[GOAL OF THE EXERCISE]: All lines from the opening of the data to the line containing "before they ever" must be returned unchanged, and only those lines.

_ _ _ _ _

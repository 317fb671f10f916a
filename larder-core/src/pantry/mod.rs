//! The user's pantry: ingredient values and their file-backed store.
//!
//! Ingredients enter the system as `name-quantity-unit` strings typed by the user
//! (e.g. `apples-2-pounds`). They are parsed into [`Ingredient`] before they ever
//! reach the [`IngredientStore`], which keeps at most one entry per name.

mod ingredient;
mod store;

pub use ingredient::{verify_format, Ingredient};
pub use store::IngredientStore;

use std::path::PathBuf;

use thiserror::Error;

#[derive(Error, Debug)]
pub enum IngredientError {
    #[error("Invalid ingredient format '{input}': {reason}")]
    InvalidFormat { input: String, reason: &'static str },

    #[error("Ingredient '{0}' is already in the list")]
    AlreadyExists(String),

    #[error("Failed to access ingredient file {path}: {source}")]
    Io {
        path: PathBuf,
        #[source]
        source: std::io::Error,
    },

    #[error("Ingredient file {path} is not a valid ingredient list: {source}")]
    Corrupt {
        path: PathBuf,
        #[source]
        source: serde_json::Error,
    },
}
pub mod ai;
pub mod config;
pub mod error;
pub mod http;
pub mod image;
pub mod manager;
pub mod pantry;

pub use config::AppConfig;
pub use error::FetchError;
pub use http::{HttpClient, MockClient, MockResponse, ReqwestClient};
pub use image::{fetch_and_validate_image, placeholder_png, validate_image, FetchedImage};
pub use manager::{ManagerError, RecipeManager, Submission, SubmissionOutcome};
pub use pantry::{verify_format, Ingredient, IngredientError, IngredientStore};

_ _ _ _ _

[RESULT BELOW]:
repository 317fb671f10f916a
filename larder-core/src/pantry/mod.rs
//! The user's pantry: ingredient values and their file-backed store.
//!
//! Ingredients enter the system as `name-quantity-unit` strings typed by the user
//! (e.g. `apples-2-pounds`). They are parsed into [`Ingredient`] before they ever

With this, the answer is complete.